With all the courtesy I could summon, I request you once again to please talk to me. Nothing related to my feelings. But this time for the last time. I wont talk much. I just want to meet you, one last time.
Its over now.
This force is fading away. And I’m not sad about it. May be this ignorance of mine is unacceptable, but i don’t care. I don’t care what will the society call me. I don’t care if any of my friends criticize, or be it any of her friend.
Albiet, I’d never foreseen it yet I’ve somehow accepted it. I hope that it turns out to be good for my life ahead.
I know that this fact will be a major theme in my life’s history because now its impossible to hide. Whatever, it’s now over. Yes it is.
I miss you. Immensly. I dont know why, but I honestly do. It wont make any difference to you, but still this longliness is killing me. I’ve tried every single method to talk you, to meet you, to make you realize my feelings but all in futile. I know that if you meet me only for once, you’d understand my situation, and you’d fall for me the way I have. Please let me just for once.
What’s my fault? In all this circumstances. They don’t belong to me, and by now I know that neither is she. Was it all just to make me know this? Yes I’ve started believing that she can never be mine. Never. You always wanted this to happen, so here it is. I’ve written it. Read it. Again. Satisfied? Not yet? What else do you want? Should I stop thinking? Should I stop loving? Just on the basis that she can never be mine. If you want this than listen-I can not stop loving her, no it’s impossible because I never started. It wasn’t in my hands. I never encrypted it, I cant decrypt it. I never started – I can’t stop! It’s in your hands. Totally in yours. Why then do you not end this. You’ve got every power to do. No one can stop you.

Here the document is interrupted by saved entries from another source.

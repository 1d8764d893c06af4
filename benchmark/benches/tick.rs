// SPDX-License-Identifier: Apache-2.0
// Copyright 2025 Ankit Kumar Pandey

//! Full tick benchmarks.
//!
//! One tick walks every bound endpoint: register snapshot, transfer,
//! revalidation and position commit. These benches scale the endpoint count
//! and the per-tick window.

use criterion::{criterion_group, criterion_main, BenchmarkId, Criterion, Throughput};
use std::time::Duration;
use vcable_benchmark::{TickFixture, TickFixtureSpec};
use vcable_core::Direction;

const ENDPOINT_COUNTS: &[usize] = &[1, 4, 16, 64];

const FRAME_SIZES: &[u32] = &[256, 1024, 4096];

fn bench_tick_endpoints(c: &mut Criterion) {
    for direction in [Direction::Playback, Direction::Recording] {
        let mut group = c.benchmark_group(format!("tick_{}", direction));
        group.measurement_time(Duration::from_secs(5));

        for &endpoints in ENDPOINT_COUNTS {
            let spec = TickFixtureSpec {
                endpoints,
                direction,
                ..Default::default()
            };
            group.throughput(Throughput::Bytes(endpoints as u64 * spec.frame_size as u64));

            group.bench_with_input(BenchmarkId::from_parameter(endpoints), &spec, |b, &spec| {
                let mut fixture = TickFixture::new(spec).expect("Failed to build fixture");
                b.iter(|| fixture.tick());
            });
        }

        group.finish();
    }
}

fn bench_tick_frame_size(c: &mut Criterion) {
    let mut group = c.benchmark_group("tick_frame_size");
    group.measurement_time(Duration::from_secs(5));

    for &frame_size in FRAME_SIZES {
        let spec = TickFixtureSpec {
            frame_size,
            ring_size: frame_size * 16,
            ..Default::default()
        };
        group.throughput(Throughput::Bytes(frame_size as u64));

        group.bench_with_input(BenchmarkId::from_parameter(frame_size), &spec, |b, &spec| {
            let mut fixture = TickFixture::new(spec).expect("Failed to build fixture");
            b.iter(|| fixture.tick());
        });
    }

    group.finish();
}

/// Tick cost when every endpoint is stopped: snapshot and skip only.
fn bench_tick_inactive(c: &mut Criterion) {
    let mut group = c.benchmark_group("tick_inactive");

    for &endpoints in ENDPOINT_COUNTS {
        group.bench_with_input(
            BenchmarkId::from_parameter(endpoints),
            &endpoints,
            |b, &endpoints| {
                let mut fixture = TickFixture::new(TickFixtureSpec {
                    endpoints,
                    ..Default::default()
                })
                .expect("Failed to build fixture");
                for &index in &fixture.endpoints {
                    fixture.session.stop(index).expect("Failed to stop endpoint");
                }
                b.iter(|| fixture.tick());
            },
        );
    }

    group.finish();
}

criterion_group!(
    benches,
    bench_tick_endpoints,
    bench_tick_frame_size,
    bench_tick_inactive
);
criterion_main!(benches);
// SPDX-License-Identifier: Apache-2.0
// Copyright 2025 Ankit Kumar Pandey

//! Host plugin surface.
//!
//! The host side (filter/pin factories, device interfaces) is an external
//! collaborator. The session only needs one thing from it: confirm or reject
//! a new device, asynchronously. The completion is a one-shot promise so the
//! session's creation state machine does not depend on how the host completes
//! its own requests.

use std::collections::HashSet;
use std::sync::{Mutex, PoisonError};

use tokio::sync::oneshot;

use crate::error::HostError;
use crate::types::{ChannelCount, Direction, EndpointIndex, EndpointName, SessionId};

/// What the host is asked to register.
#[derive(Debug, Clone, PartialEq, Eq)]
pub struct DeviceRegistration {
    pub session: SessionId,
    pub index: EndpointIndex,
    pub name: EndpointName,
    pub direction: Direction,
    pub channels: ChannelCount,
}

/// Result handler for a completion whose waiter is already gone.
type Unclaimed = Box<dyn FnOnce(Result<(), HostError>) + Send>;

/// Completes a pending endpoint creation exactly once.
///
/// Dropping it without completing is reported as [`HostError::Abandoned`].
/// If the waiting side closed its receiver first, the result goes to the
/// session instead, so a confirmed device is still torn down properly.
pub struct CreationCompletion {
    tx: Option<oneshot::Sender<Result<(), HostError>>>,
    unclaimed: Option<Unclaimed>,
}

impl CreationCompletion {
    pub(crate) fn pair(
        unclaimed: impl FnOnce(Result<(), HostError>) + Send + 'static,
    ) -> (Self, oneshot::Receiver<Result<(), HostError>>) {
        let (tx, rx) = oneshot::channel();
        let completion = Self {
            tx: Some(tx),
            unclaimed: Some(Box::new(unclaimed)),
        };
        (completion, rx)
    }

    pub fn complete(mut self, result: Result<(), HostError>) {
        self.deliver(result);
    }

    fn deliver(&mut self, result: Result<(), HostError>) {
        let Some(tx) = self.tx.take() else {
            return;
        };
        // `send` fails only once the receiver is closed; the result is ours again.
        if let Err(result) = tx.send(result) {
            if let Some(unclaimed) = self.unclaimed.take() {
                unclaimed(result);
            }
        }
    }
}

impl Drop for CreationCompletion {
    fn drop(&mut self) {
        self.deliver(Err(HostError::Abandoned));
    }
}

impl std::fmt::Debug for CreationCompletion {
    fn fmt(&self, f: &mut std::fmt::Formatter<'_>) -> std::fmt::Result {
        f.debug_struct("CreationCompletion")
            .field("completed", &self.tx.is_none())
            .finish_non_exhaustive()
    }
}

/// Host plugin surface consumed by sessions.
pub trait HostSurface: Send + Sync {
    /// Ask the host to expose a device. Must eventually complete `completion`.
    fn register_device(&self, registration: DeviceRegistration, completion: CreationCompletion);

    /// The endpoint backing a device was deleted.
    ///
    /// Called under the session lock: must not call into the session, nor
    /// complete or drop a parked [`CreationCompletion`].
    fn unregister_device(&self, _session: SessionId, _index: EndpointIndex, _name: &EndpointName) {}
}

/// In-process host that confirms immediately.
///
/// Rejects a device whose name is already registered, and can be primed to
/// fail the next registration.
#[derive(Debug, Default)]
pub struct LoopbackHost {
    names: Mutex<HashSet<String>>,
    fail_next: Mutex<Option<HostError>>,
}

impl LoopbackHost {
    pub fn new() -> Self {
        Self::default()
    }

    /// Make the next registration fail with `error`.
    pub fn fail_next(&self, error: HostError) {
        *self.fail_next.lock().unwrap_or_else(PoisonError::into_inner) = Some(error);
    }

    pub fn registered(&self) -> usize {
        self.names.lock().unwrap_or_else(PoisonError::into_inner).len()
    }
}

impl HostSurface for LoopbackHost {
    fn register_device(&self, registration: DeviceRegistration, completion: CreationCompletion) {
        if let Some(error) = self
            .fail_next
            .lock()
            .unwrap_or_else(PoisonError::into_inner)
            .take()
        {
            completion.complete(Err(error));
            return;
        }

        let mut names = self.names.lock().unwrap_or_else(PoisonError::into_inner);
        if !names.insert(registration.name.as_str().to_string()) {
            completion.complete(Err(HostError::NameConflict {
                name: registration.name.to_string(),
            }));
            return;
        }

        tracing::debug!(
            session = %registration.session,
            endpoint = %registration.index,
            name = %registration.name,
            direction = %registration.direction,
            "Loopback host registered device"
        );
        completion.complete(Ok(()));
    }

    fn unregister_device(&self, _session: SessionId, _index: EndpointIndex, name: &EndpointName) {
        self.names
            .lock()
            .unwrap_or_else(PoisonError::into_inner)
            .remove(name.as_str());
    }
}

#[cfg(test)]
mod tests {
    use super::*;

    fn registration(name: &str) -> DeviceRegistration {
        DeviceRegistration {
            session: SessionId::new(1),
            index: EndpointIndex::new(0).unwrap(),
            name: EndpointName::new(name).unwrap(),
            direction: Direction::Playback,
            channels: ChannelCount::new(2).unwrap(),
        }
    }

    #[tokio::test]
    async fn test_loopback_confirms_and_detects_conflicts() {
        let host = LoopbackHost::new();

        let (c1, r1) = CreationCompletion::pair(|_| {});
        host.register_device(registration("a"), c1);
        assert_eq!(r1.await.unwrap(), Ok(()));

        let (c2, r2) = CreationCompletion::pair(|_| {});
        host.register_device(registration("a"), c2);
        assert!(matches!(r2.await.unwrap(), Err(HostError::NameConflict { .. })));

        host.unregister_device(SessionId::new(1), EndpointIndex::new(0).unwrap(), &EndpointName::new("a").unwrap());
        assert_eq!(host.registered(), 0);
    }

    #[tokio::test]
    async fn test_fail_next() {
        let host = LoopbackHost::new();
        host.fail_next(HostError::Resources {
            reason: "no pins".to_string(),
        });
        let (c, r) = CreationCompletion::pair(|_| {});
        host.register_device(registration("b"), c);
        assert!(matches!(r.await.unwrap(), Err(HostError::Resources { .. })));
        assert_eq!(host.registered(), 0);
    }

    #[tokio::test]
    async fn test_dropped_completion_reports_abandoned() {
        let (c, r) = CreationCompletion::pair(|_| {});
        drop(c);
        assert!(matches!(r.await.unwrap(), Err(HostError::Abandoned)));
    }

    #[test]
    fn test_closed_receiver_hands_result_back() {
        let (tx, seen) = std::sync::mpsc::channel();
        let (c, mut r) = CreationCompletion::pair(move |result| {
            let _ = tx.send(result);
        });
        r.close();
        c.complete(Ok(()));
        assert_eq!(seen.try_recv().unwrap(), Ok(()));
    }

    #[test]
    fn test_delivered_result_is_not_handed_back() {
        let (tx, seen) = std::sync::mpsc::channel();
        let (c, mut r) = CreationCompletion::pair(move |result| {
            let _ = tx.send(result);
        });
        c.complete(Ok(()));
        r.close();
        assert_eq!(r.try_recv().unwrap(), Ok(()));
        assert!(seen.try_recv().is_err());
    }
}
// SPDX-License-Identifier: Apache-2.0
// Copyright 2025 Ankit Kumar Pandey

//! `vcable validate` command - Validate configuration file.

use vcable_core::ConfigLoader;

pub async fn execute(file: &str) -> Result<(), Box<dyn std::error::Error>> {
    tracing::info!(file = %file, "Validating configuration");

    match ConfigLoader::load_file(file) {
        Ok(config) => {
            let layout = &config.layout;
            println!("✓ Configuration is valid");
            println!();
            println!("Buffer Layout:");
            println!("  Buffer Size:     {} bytes ({} cells)", layout.buffer_size, layout.cell_count());
            println!("  Frame Size:      {} bytes", layout.frame_size);
            println!("  Sample Rate:     {}", layout.sample_rate);
            println!("  Sample Depth:    {}", layout.sample_depth);
            println!("  Min Frame Count: {}", layout.min_frame_count);
            println!();
            println!("Engine:");
            println!("  Period:          {}us", config.engine.period.as_micros());
            println!("  Slots:           {}", config.engine.slots);
            println!(
                "  Region:          {}",
                config.engine.region_name.as_deref().unwrap_or("(anonymous)")
            );
            if let Some(cpu) = config.engine.cpu {
                println!("  Tick CPU:        {}", cpu);
            }
            println!();
            println!("Endpoints ({}):", config.endpoints.len());
            for endpoint in &config.endpoints {
                println!(
                    "  - {} ({}, {} ch, ring: {} bytes, notifications: {})",
                    endpoint.name,
                    endpoint.direction,
                    endpoint.channels,
                    layout.ring_size(endpoint.ring_size, endpoint.channels)?,
                    endpoint.notification_count.raw()
                );
            }
            Ok(())
        }
        Err(e) => {
            eprintln!("✗ Configuration validation failed:");
            eprintln!("  {}", e);
            std::process::exit(1);
        }
    }
}
// SPDX-License-Identifier: Apache-2.0
// Copyright 2025 Ankit Kumar Pandey

//! Endpoint records and per-process attachments.
//!
//! Records live in the session's index-based table; nothing here points back
//! at the session. The reference count covers the session's own reference plus
//! every outstanding [`crate::registry::EndpointRef`].

use std::sync::Arc;

use serde::{Deserialize, Serialize};

use crate::shm::{CellRange, RegionLayout, RegisterSlot, SharedMemoryRegion};
use crate::state::{EndpointState, EndpointStateMachine};
use crate::types::{ChannelCount, Direction, EndpointIndex, EndpointName, NotificationCount, ProcessId};

/// Identity of an endpoint.
#[derive(Debug, Clone, PartialEq, Eq, Serialize, Deserialize)]
pub struct EndpointDescriptor {
    pub index: EndpointIndex,
    pub name: EndpointName,
    pub direction: Direction,
    pub channels: ChannelCount,
}

/// Where an endpoint's ring ended up.
#[derive(Debug, Clone, Copy, PartialEq, Eq, Serialize, Deserialize)]
pub struct RingInfo {
    /// Absolute byte offset from the region base.
    pub offset: u32,
    pub size: u32,
    pub first_cell: usize,
    pub cell_count: usize,
}

/// A process's view of one endpoint's real-time properties.
///
/// Caches the process's own mapping of the region and the register slot
/// inside it. Cheap to clone; the mapping stays alive while any clone does.
#[derive(Debug, Clone)]
pub struct ProcessAttachment {
    pid: ProcessId,
    descriptor: EndpointDescriptor,
    layout: RegionLayout,
    registers: RegisterSlot,
}

impl ProcessAttachment {
    pub(crate) fn new(
        pid: ProcessId,
        descriptor: EndpointDescriptor,
        layout: RegionLayout,
        registers: RegisterSlot,
    ) -> Self {
        Self {
            pid,
            descriptor,
            layout,
            registers,
        }
    }

    pub fn pid(&self) -> ProcessId {
        self.pid
    }

    pub fn descriptor(&self) -> &EndpointDescriptor {
        &self.descriptor
    }

    pub fn index(&self) -> EndpointIndex {
        self.descriptor.index
    }

    pub fn layout(&self) -> &RegionLayout {
        &self.layout
    }

    pub fn registers(&self) -> &RegisterSlot {
        &self.registers
    }

    pub fn region(&self) -> &Arc<SharedMemoryRegion> {
        self.registers.region()
    }
}

/// Session-internal bookkeeping for one endpoint.
#[derive(Debug)]
pub(crate) struct EndpointRecord {
    pub descriptor: EndpointDescriptor,
    pub machine: EndpointStateMachine,
    /// Session reference (while held) plus external references.
    pub refs: u32,
    pub session_ref: bool,
    pub running: bool,
    pub ring: Option<(CellRange, RingInfo)>,
    pub notification: NotificationCount,
    pub attachments: Vec<ProcessAttachment>,
}

impl EndpointRecord {
    pub fn new(descriptor: EndpointDescriptor) -> Self {
        let machine = EndpointStateMachine::new(descriptor.index);
        Self {
            descriptor,
            machine,
            refs: 1,
            session_ref: true,
            running: false,
            ring: None,
            notification: NotificationCount::None,
            attachments: Vec::new(),
        }
    }

    pub fn state(&self) -> EndpointState {
        self.machine.state()
    }

    pub fn attachment_for(&self, pid: ProcessId) -> Option<&ProcessAttachment> {
        self.attachments.iter().find(|a| a.pid == pid)
    }
}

Tell me why you did it? I want answer. But no, you’ll never reply me. Who I am after all to be replied. I am nothing just a football, thrown all over ground.
I hope you are fine and enjoying your life. Your university, parents and all family members are living a good life and that you have maintained a good relation with all of them. If not, than make sure that you do achieve it soon, especially with your parents.

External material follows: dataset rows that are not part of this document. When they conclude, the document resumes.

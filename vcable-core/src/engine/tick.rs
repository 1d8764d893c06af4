// SPDX-License-Identifier: Apache-2.0
// Copyright 2025 Ankit Kumar Pandey

//! Real-time tick engine.
//!
//! Runs once per host period with no locks, no allocation and no logging.
//! Every endpoint is handled independently: snapshot the registers, move one
//! frame between the ring window and the slot's channel buffers, then commit
//! the position only if the generation survived the transfer.

use crate::endpoint::ProcessAttachment;
use crate::engine::interleave::{demux, mux};
use crate::error::{CableResult, HardValidationError};
use crate::notify::{Notification, SignalHandle};
use crate::shm::RegisterSnapshot;
use crate::types::{Direction, EndpointIndex};

/// Why an endpoint sat out a tick.
#[derive(Debug, Clone, Copy, PartialEq, Eq)]
pub enum SkipReason {
    /// Inactive, or no ring configured.
    Inactive,
    /// The window fell outside the ring or the mapping.
    OutOfBounds,
}

/// Hooks into the tick path. Called inline, so implementations must not block.
pub trait TickObserver {
    /// After the snapshot and bounds check, before any ring byte moves.
    fn before_transfer(&mut self, _endpoint: EndpointIndex) {}

    /// Between the transfer and the generation re-read.
    fn after_transfer(&mut self, _endpoint: EndpointIndex) {}

    fn on_committed(&mut self, _endpoint: EndpointIndex, _position: u32) {}

    fn on_discarded(&mut self, _endpoint: EndpointIndex) {}

    fn on_skipped(&mut self, _endpoint: EndpointIndex, _reason: SkipReason) {}

    fn on_notified(&mut self, _endpoint: EndpointIndex) {}
}

/// Observer that does nothing.
#[derive(Debug, Clone, Copy, Default)]
pub struct NoopObserver;

impl TickObserver for NoopObserver {}

/// Per-tick tally across all bound endpoints.
#[derive(Debug, Clone, Copy, Default, PartialEq, Eq)]
pub struct TickSummary {
    pub committed: usize,
    pub discarded: usize,
    pub skipped: usize,
    pub notified: usize,
}

enum Outcome {
    Committed { notified: bool },
    Discarded,
    Skipped,
}

struct BoundEndpoint {
    attachment: ProcessAttachment,
    direction: Direction,
    frame_size: usize,
    sample_bytes: usize,
    samples_per_tick: u32,
    /// `[slot][channel]`, each `frame_size / channels` bytes.
    buffers: Vec<Vec<Vec<u8>>>,
    notification: Option<SignalHandle>,
}

impl BoundEndpoint {
    fn tick<O: TickObserver>(&mut self, slot: usize, observer: &mut O) -> Outcome {
        let index = self.attachment.index();
        let registers = self.attachment.registers();
        let buffers = &mut self.buffers[slot];

        // A snapshot torn by a concurrent reconfiguration counts as inactive.
        let snapshot = match registers.try_snapshot() {
            Some(snapshot) if snapshot.generation.is_active() && snapshot.buffer_size != 0 => {
                snapshot
            }
            _ => {
                zero(buffers);
                observer.on_skipped(index, SkipReason::Inactive);
                return Outcome::Skipped;
            }
        };

        let Some(start) = window_start(
            &snapshot,
            self.frame_size,
            self.attachment.layout().cell_offset,
            self.attachment.region().size(),
        ) else {
            zero(buffers);
            observer.on_skipped(index, SkipReason::OutOfBounds);
            return Outcome::Skipped;
        };

        observer.before_transfer(index);

        let region = self.attachment.region();
        // SAFETY: window_start checked [start, start + frame_size) against the
        // mapping. Only this engine touches this ring while it is active.
        let window = unsafe { region.as_ptr().add(start) };
        match self.direction {
            Direction::Playback => {
                let ring = unsafe { std::slice::from_raw_parts(window, self.frame_size) };
                demux(ring, buffers, self.sample_bytes);
            }
            Direction::Recording => {
                let ring = unsafe { std::slice::from_raw_parts_mut(window, self.frame_size) };
                mux(buffers, ring, self.sample_bytes);
            }
        }

        observer.after_transfer(index);

        let size = snapshot.buffer_size;
        let next = ((snapshot.position as u64 + self.frame_size as u64) % size as u64) as u32;

        let valid = snapshot.generation.still_valid(registers.revalidate())
            && registers.commit_position(snapshot.position, next);
        if !valid {
            match self.direction {
                Direction::Playback => zero(buffers),
                Direction::Recording => {
                    // Only wipe a window that still belongs to this ring.
                    if registers.buffer_offset() == snapshot.buffer_offset
                        && registers.buffer_size() == snapshot.buffer_size
                    {
                        // SAFETY: same bounds as the transfer above.
                        unsafe { std::ptr::write_bytes(window, 0, self.frame_size) };
                    }
                }
            }
            observer.on_discarded(index);
            return Outcome::Discarded;
        }

        registers.advance_clock(snapshot.clock, self.samples_per_tick);
        observer.on_committed(index, next);

        let half = size / 2;
        let wrapped = next == 0;
        let crossed_half = snapshot.position < half && next >= half;
        let due = match snapshot.notification_count {
            0 => false,
            1 => wrapped,
            _ => wrapped || crossed_half,
        };

        let mut notified = false;
        if due {
            if let Some(handle) = &self.notification {
                notified = handle.signal();
                if notified {
                    observer.on_notified(index);
                }
            }
        }
        Outcome::Committed { notified }
    }
}

/// Absolute start of the tick window, if it lies inside the snapshot's ring
/// and the ring lies inside the cell area of the mapping.
fn window_start(
    snapshot: &RegisterSnapshot,
    frame_size: usize,
    cell_offset: usize,
    region_size: usize,
) -> Option<usize> {
    let position = snapshot.position as usize;
    let offset = snapshot.buffer_offset as usize;
    let size = snapshot.buffer_size as usize;

    if position.checked_add(frame_size)? > size {
        return None;
    }
    if offset < cell_offset || offset.checked_add(size)? > region_size {
        return None;
    }
    Some(offset + position)
}

fn zero(buffers: &mut [Vec<u8>]) {
    for buffer in buffers {
        buffer.fill(0);
    }
}

/// Moves samples for every bound endpoint once per period.
pub struct TickEngine<O: TickObserver = NoopObserver> {
    slots: usize,
    endpoints: Vec<BoundEndpoint>,
    observer: O,
}

impl TickEngine<NoopObserver> {
    pub fn new(slots: usize) -> CableResult<Self> {
        Self::with_observer(slots, NoopObserver)
    }
}

impl<O: TickObserver> TickEngine<O> {
    pub fn with_observer(slots: usize, observer: O) -> CableResult<Self> {
        if slots == 0 {
            return Err(HardValidationError::InvalidFieldValue {
                field: "slots",
                value: slots.to_string(),
                reason: "Need at least one buffer slot".to_string(),
            }
            .into());
        }
        Ok(Self {
            slots,
            endpoints: Vec::new(),
            observer,
        })
    }

    pub fn slots(&self) -> usize {
        self.slots
    }

    pub fn observer(&self) -> &O {
        &self.observer
    }

    pub fn observer_mut(&mut self) -> &mut O {
        &mut self.observer
    }

    /// Start ticking an endpoint. Rebinding the same index replaces it.
    ///
    /// Channel buffers are allocated here, never in [`Self::tick`].
    pub fn bind(&mut self, attachment: ProcessAttachment) -> CableResult<()> {
        let descriptor = attachment.descriptor().clone();
        let layout = *attachment.layout();
        let channels = descriptor.channels.as_usize();
        let sample_bytes = layout.sample_depth.bytes();
        let frame_size = layout.frame_size as usize;
        let frame_bytes = channels * sample_bytes;

        if frame_size % frame_bytes != 0 {
            return Err(HardValidationError::MisalignedFrameSize {
                frame_size: layout.frame_size,
                frame_bytes: frame_bytes as u32,
            }
            .into());
        }

        let per_channel = frame_size / channels;
        let buffers = (0..self.slots)
            .map(|_| vec![vec![0u8; per_channel]; channels])
            .collect();

        let bound = BoundEndpoint {
            attachment,
            direction: descriptor.direction,
            frame_size,
            sample_bytes,
            samples_per_tick: (frame_size / frame_bytes) as u32,
            buffers,
            notification: None,
        };

        match self.position_of(descriptor.index) {
            Some(at) => self.endpoints[at] = bound,
            None => self.endpoints.push(bound),
        }
        Ok(())
    }

    pub fn unbind(&mut self, index: EndpointIndex) -> bool {
        match self.position_of(index) {
            Some(at) => {
                self.endpoints.remove(at);
                true
            }
            None => false,
        }
    }

    /// Use a delivered notification handle for its endpoint.
    /// Returns false if that endpoint is not bound.
    pub fn install_notification(&mut self, notification: Notification) -> bool {
        match self.position_of(notification.data.endpoint) {
            Some(at) => {
                self.endpoints[at].notification = Some(notification.handle);
                true
            }
            None => false,
        }
    }

    pub fn bound(&self) -> impl Iterator<Item = EndpointIndex> + '_ {
        self.endpoints.iter().map(|e| e.attachment.index())
    }

    /// Flat channel buffers of an endpoint for one slot.
    pub fn channel_buffers(&self, index: EndpointIndex, slot: usize) -> Option<&[Vec<u8>]> {
        let at = self.position_of(index)?;
        self.endpoints[at].buffers.get(slot).map(Vec::as_slice)
    }

    pub fn channel_buffers_mut(
        &mut self,
        index: EndpointIndex,
        slot: usize,
    ) -> Option<&mut [Vec<u8>]> {
        let at = self.position_of(index)?;
        self.endpoints[at].buffers.get_mut(slot).map(Vec::as_mut_slice)
    }

    /// Run one period against buffer slot `slot` (taken modulo the slot count).
    pub fn tick(&mut self, slot: usize) -> TickSummary {
        let slot = slot % self.slots;
        let mut summary = TickSummary::default();

        for endpoint in &mut self.endpoints {
            match endpoint.tick(slot, &mut self.observer) {
                Outcome::Committed { notified } => {
                    summary.committed += 1;
                    if notified {
                        summary.notified += 1;
                    }
                }
                Outcome::Discarded => summary.discarded += 1,
                Outcome::Skipped => summary.skipped += 1,
            }
        }
        summary
    }

    fn position_of(&self, index: EndpointIndex) -> Option<usize> {
        self.endpoints
            .iter()
            .position(|e| e.attachment.index() == index)
    }
}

I know that you’ll never read this, but that doesn’t mean that I stop writing because I believe that I love you and that this love will never fade. Not even when at the end of this World I came to know that you’ve never saw this letter. I believe that I’ve enough mercy in me to accommodate. And If I don’t than I ask my Lord to provide me with such mercy. After all He had also written a book for us which we never read but He always forgives us.
I’ve loved you with all my heart and with all my soul, and I’ve written this with all the feelings that I could summon. Its my confession and I’ll confess it every second until my death. You are the best thing that have ever happened to me. You are everything for me. If I am here, than just for you. To take care of you. To provide hapiness to you. To protect you. To love you.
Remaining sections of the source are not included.